> **Activity**:
Please return all lines in the listing holding the word "PollenRisk".

> **Supplied records**:
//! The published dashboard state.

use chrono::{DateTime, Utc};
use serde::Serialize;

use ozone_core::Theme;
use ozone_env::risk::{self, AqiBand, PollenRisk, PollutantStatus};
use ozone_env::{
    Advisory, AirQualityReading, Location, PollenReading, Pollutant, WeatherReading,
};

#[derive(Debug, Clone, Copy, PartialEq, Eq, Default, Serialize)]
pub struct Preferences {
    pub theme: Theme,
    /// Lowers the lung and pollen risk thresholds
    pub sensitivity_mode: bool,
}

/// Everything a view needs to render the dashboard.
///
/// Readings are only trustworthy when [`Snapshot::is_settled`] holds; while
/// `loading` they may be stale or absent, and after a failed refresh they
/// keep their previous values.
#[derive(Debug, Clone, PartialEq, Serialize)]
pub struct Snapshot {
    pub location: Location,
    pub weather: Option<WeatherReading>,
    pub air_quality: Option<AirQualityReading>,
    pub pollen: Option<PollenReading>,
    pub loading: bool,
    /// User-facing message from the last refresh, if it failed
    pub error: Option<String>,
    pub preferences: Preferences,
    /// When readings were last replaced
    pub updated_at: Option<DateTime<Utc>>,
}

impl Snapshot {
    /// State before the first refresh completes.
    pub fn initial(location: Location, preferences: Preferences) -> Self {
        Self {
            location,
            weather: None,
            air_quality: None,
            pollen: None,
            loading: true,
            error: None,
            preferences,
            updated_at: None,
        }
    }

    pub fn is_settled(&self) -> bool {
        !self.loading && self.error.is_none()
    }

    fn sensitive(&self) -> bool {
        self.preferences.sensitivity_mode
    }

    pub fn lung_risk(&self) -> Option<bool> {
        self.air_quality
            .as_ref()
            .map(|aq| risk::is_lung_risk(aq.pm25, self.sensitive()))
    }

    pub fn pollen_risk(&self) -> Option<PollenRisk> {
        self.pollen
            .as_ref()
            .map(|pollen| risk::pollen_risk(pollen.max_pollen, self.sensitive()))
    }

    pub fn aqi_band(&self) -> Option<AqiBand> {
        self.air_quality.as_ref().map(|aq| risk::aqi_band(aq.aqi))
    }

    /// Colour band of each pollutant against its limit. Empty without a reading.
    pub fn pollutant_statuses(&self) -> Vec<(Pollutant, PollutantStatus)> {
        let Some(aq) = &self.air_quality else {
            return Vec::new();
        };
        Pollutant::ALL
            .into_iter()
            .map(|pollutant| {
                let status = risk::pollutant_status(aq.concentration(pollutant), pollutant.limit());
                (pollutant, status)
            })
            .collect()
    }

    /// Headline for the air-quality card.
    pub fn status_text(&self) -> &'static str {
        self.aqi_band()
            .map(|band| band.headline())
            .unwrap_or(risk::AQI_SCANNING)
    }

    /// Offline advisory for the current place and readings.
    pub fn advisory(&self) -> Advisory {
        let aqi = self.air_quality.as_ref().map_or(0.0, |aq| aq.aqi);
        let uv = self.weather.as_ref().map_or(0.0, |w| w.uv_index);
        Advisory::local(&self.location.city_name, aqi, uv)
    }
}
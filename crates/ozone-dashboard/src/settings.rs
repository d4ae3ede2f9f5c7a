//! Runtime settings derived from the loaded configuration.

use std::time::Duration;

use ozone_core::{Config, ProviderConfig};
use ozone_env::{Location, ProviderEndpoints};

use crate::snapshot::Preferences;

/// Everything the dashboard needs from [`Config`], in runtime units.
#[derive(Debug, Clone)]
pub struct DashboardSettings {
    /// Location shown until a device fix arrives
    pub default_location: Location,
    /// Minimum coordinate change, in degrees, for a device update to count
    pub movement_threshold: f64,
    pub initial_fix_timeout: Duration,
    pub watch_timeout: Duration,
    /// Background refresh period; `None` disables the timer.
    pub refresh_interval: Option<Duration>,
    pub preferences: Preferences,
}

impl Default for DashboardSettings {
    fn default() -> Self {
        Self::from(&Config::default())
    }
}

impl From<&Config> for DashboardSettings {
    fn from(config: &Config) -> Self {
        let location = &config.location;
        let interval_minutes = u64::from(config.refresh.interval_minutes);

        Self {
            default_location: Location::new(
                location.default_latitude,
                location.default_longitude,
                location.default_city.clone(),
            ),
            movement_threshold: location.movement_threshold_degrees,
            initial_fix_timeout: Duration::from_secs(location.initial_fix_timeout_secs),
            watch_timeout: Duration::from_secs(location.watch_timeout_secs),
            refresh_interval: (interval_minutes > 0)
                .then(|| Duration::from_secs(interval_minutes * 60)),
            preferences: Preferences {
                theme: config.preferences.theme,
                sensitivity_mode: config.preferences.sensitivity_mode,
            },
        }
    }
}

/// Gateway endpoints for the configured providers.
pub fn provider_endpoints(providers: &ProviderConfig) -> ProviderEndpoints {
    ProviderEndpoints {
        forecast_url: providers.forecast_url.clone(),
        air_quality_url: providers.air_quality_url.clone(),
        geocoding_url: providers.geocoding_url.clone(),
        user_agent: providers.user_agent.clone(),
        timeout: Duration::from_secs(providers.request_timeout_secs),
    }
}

---

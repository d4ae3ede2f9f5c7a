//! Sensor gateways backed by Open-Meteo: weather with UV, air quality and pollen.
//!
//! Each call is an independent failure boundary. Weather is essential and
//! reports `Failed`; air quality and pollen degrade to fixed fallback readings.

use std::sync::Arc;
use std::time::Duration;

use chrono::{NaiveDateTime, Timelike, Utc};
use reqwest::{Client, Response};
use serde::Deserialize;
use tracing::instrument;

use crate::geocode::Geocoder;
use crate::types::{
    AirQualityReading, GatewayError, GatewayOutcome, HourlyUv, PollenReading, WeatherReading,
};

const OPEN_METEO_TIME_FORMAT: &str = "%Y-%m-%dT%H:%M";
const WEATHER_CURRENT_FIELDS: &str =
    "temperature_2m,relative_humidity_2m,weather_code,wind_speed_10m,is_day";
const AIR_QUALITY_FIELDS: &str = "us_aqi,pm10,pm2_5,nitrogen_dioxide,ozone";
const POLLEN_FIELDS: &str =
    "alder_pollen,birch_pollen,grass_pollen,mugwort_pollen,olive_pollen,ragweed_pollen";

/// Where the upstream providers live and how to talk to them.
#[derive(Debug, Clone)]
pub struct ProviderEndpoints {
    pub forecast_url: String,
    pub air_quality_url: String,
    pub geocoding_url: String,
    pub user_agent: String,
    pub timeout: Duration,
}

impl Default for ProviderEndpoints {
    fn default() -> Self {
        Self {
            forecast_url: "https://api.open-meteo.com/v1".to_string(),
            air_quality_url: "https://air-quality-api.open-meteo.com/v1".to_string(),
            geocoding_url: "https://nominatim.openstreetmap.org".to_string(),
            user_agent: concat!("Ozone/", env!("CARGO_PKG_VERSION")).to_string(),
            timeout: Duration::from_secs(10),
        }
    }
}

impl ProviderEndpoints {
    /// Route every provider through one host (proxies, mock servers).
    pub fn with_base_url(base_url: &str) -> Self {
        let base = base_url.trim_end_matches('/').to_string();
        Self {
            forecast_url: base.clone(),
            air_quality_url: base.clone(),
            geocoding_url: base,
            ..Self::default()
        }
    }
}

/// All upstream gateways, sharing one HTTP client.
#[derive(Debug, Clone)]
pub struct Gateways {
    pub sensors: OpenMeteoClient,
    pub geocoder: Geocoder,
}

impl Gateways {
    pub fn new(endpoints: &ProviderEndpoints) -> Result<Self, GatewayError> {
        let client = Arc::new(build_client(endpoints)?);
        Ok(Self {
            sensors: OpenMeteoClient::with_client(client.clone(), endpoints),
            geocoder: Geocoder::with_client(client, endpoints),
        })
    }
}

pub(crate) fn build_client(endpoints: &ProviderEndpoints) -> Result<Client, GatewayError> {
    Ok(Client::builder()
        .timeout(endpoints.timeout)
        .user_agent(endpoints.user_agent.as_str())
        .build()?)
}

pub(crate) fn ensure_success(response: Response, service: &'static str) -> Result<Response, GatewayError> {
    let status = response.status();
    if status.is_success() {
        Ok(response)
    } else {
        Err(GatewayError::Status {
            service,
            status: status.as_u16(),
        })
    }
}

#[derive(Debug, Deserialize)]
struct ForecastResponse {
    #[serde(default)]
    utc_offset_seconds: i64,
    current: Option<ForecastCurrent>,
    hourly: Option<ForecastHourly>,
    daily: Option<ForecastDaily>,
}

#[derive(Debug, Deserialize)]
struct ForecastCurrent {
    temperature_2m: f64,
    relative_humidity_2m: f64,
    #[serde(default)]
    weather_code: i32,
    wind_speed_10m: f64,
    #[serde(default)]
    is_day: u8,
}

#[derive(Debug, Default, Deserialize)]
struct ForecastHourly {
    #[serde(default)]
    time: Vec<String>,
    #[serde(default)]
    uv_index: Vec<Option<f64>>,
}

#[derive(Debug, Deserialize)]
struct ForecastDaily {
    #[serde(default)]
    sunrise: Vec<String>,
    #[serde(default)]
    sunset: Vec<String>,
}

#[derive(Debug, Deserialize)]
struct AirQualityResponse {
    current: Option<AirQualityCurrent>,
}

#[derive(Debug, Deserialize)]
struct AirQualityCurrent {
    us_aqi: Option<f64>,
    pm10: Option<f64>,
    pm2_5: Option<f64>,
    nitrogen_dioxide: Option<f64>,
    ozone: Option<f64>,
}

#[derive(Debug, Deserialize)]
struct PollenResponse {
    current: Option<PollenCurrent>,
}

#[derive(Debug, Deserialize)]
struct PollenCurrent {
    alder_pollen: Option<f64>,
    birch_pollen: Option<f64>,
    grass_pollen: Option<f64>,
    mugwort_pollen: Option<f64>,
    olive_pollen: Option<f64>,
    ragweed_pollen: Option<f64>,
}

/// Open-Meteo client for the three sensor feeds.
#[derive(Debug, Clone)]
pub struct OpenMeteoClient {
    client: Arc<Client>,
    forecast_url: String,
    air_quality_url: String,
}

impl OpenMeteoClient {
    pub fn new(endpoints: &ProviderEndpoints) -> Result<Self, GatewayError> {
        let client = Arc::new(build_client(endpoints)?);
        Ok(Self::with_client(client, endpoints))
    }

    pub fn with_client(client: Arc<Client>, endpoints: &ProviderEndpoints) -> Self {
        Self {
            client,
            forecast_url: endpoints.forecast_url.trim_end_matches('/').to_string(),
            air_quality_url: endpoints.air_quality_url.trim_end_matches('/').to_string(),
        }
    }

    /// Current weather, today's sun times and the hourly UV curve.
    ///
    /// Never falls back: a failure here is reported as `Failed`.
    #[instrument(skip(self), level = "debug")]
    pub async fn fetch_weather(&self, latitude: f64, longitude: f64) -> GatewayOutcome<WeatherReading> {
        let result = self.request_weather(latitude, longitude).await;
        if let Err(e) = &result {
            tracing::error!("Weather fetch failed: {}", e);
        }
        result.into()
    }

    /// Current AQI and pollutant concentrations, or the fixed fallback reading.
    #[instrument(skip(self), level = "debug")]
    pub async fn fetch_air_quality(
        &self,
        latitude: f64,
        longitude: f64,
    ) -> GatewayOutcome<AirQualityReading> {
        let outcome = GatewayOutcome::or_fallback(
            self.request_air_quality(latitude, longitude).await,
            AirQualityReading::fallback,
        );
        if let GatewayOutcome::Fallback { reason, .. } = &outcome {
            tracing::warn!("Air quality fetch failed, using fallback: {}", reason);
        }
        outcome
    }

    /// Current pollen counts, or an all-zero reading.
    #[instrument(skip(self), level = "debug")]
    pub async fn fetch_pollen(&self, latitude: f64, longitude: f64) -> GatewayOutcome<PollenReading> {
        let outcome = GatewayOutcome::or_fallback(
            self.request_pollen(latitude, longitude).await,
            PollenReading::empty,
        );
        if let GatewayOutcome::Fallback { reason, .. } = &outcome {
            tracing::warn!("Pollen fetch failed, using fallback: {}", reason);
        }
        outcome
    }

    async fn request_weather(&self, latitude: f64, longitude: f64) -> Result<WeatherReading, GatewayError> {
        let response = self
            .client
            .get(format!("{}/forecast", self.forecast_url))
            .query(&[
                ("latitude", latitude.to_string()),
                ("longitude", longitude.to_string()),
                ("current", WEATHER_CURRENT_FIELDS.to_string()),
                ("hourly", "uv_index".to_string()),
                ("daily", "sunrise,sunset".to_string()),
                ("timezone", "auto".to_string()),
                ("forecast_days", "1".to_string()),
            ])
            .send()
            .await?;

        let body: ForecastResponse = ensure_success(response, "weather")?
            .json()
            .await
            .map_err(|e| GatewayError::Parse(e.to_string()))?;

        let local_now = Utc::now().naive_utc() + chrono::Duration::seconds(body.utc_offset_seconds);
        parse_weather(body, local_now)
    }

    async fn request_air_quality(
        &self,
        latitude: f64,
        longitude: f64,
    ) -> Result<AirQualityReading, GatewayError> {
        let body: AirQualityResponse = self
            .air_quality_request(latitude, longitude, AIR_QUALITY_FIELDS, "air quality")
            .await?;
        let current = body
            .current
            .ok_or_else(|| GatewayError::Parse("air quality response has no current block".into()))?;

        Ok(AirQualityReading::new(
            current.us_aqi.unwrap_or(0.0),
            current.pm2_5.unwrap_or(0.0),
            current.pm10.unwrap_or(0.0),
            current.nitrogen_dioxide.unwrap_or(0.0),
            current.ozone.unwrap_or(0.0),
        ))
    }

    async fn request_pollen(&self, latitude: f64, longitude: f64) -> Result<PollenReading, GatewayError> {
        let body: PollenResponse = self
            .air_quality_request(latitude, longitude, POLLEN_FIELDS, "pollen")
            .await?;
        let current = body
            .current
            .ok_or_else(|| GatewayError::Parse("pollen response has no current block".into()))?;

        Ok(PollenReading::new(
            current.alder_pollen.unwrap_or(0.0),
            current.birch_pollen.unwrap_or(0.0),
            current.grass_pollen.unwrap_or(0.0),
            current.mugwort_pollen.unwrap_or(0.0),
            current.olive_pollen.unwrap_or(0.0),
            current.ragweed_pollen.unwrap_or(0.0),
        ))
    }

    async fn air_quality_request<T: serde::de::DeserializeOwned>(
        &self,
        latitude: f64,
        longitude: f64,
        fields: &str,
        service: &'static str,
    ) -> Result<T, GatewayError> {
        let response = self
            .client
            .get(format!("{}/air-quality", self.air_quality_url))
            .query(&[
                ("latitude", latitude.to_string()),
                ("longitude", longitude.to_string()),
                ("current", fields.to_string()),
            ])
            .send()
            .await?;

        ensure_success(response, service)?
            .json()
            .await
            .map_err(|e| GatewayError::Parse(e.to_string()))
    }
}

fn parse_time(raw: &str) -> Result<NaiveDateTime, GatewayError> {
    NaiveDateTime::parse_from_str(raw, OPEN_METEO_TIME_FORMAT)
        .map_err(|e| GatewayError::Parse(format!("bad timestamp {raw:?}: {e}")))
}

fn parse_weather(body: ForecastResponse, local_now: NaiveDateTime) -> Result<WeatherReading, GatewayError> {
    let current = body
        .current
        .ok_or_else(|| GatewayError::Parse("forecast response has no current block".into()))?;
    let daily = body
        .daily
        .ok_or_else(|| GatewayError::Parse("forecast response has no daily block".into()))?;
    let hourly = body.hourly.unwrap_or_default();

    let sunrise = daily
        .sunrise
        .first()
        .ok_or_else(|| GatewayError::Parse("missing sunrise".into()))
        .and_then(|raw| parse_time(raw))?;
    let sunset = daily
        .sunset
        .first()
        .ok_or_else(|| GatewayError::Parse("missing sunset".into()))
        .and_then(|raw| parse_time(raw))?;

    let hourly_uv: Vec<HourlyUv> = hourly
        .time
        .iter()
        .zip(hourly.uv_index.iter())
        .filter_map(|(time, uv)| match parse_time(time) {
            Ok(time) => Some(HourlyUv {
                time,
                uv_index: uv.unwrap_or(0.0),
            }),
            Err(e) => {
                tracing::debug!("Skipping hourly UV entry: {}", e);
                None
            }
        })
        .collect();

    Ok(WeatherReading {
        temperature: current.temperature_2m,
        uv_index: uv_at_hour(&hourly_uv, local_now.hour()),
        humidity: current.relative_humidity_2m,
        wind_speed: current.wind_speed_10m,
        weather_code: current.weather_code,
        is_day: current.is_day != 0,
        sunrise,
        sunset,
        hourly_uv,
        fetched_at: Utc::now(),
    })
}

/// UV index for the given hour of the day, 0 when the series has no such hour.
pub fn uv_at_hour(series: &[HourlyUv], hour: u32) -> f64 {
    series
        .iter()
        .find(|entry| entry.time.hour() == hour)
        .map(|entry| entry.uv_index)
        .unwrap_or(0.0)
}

--

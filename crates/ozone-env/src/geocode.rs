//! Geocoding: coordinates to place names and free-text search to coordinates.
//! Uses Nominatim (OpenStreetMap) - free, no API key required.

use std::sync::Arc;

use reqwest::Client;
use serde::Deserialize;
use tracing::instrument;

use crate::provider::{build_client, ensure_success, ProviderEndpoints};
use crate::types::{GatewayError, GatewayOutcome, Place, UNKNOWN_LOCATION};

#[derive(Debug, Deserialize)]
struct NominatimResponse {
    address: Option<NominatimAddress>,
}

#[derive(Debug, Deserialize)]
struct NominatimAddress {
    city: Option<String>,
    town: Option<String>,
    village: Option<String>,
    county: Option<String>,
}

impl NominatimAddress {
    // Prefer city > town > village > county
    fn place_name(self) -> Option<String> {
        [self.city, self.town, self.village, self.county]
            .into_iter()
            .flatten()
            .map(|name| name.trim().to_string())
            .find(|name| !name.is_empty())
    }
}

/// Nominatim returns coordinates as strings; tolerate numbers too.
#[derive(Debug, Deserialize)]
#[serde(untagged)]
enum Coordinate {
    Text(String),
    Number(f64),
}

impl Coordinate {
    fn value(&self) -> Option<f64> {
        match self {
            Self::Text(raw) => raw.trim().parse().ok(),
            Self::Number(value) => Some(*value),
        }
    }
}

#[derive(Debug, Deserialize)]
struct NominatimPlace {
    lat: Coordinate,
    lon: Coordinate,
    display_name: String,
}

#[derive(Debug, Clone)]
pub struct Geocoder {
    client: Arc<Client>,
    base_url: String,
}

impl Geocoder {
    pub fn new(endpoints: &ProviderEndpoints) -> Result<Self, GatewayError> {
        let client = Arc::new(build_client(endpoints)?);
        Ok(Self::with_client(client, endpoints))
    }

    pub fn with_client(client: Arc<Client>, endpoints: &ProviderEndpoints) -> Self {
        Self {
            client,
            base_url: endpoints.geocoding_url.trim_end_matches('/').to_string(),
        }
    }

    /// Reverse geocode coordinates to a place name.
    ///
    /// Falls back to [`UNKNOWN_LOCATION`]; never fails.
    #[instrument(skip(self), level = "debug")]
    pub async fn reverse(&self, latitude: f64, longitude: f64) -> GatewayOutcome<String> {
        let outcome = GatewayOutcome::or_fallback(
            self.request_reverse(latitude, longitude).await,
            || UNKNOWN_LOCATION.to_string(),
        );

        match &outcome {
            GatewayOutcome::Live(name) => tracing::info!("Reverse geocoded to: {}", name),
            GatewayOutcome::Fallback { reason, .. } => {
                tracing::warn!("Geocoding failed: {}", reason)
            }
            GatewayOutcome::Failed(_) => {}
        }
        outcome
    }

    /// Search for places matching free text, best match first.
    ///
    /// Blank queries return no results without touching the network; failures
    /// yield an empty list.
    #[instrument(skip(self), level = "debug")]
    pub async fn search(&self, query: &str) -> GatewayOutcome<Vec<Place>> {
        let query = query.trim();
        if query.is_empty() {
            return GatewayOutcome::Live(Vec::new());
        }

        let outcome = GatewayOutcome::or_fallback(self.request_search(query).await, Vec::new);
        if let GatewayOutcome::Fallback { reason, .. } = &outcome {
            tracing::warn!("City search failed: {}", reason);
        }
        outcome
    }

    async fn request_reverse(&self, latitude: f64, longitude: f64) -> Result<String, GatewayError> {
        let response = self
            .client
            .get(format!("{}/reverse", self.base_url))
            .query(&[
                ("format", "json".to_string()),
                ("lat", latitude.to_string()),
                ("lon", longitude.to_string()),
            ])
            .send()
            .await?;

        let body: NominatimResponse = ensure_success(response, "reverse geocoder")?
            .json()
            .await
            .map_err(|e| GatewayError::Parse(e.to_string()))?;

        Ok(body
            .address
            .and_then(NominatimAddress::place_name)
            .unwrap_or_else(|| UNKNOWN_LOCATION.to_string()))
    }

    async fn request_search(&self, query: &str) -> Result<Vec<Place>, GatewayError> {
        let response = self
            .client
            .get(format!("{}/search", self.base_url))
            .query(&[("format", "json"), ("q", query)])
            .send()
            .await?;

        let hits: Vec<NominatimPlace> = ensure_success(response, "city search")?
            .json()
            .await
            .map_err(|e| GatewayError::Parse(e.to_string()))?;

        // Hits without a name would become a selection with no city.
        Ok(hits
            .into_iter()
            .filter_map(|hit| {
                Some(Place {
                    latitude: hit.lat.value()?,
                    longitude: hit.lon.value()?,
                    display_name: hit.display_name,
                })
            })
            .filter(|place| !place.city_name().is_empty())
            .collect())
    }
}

> **Exercise result**:
use ozone_env::risk::{self, AqiBand, PollenRisk, PollutantStatus};
    pub fn pollen_risk(&self) -> Option<PollenRisk> {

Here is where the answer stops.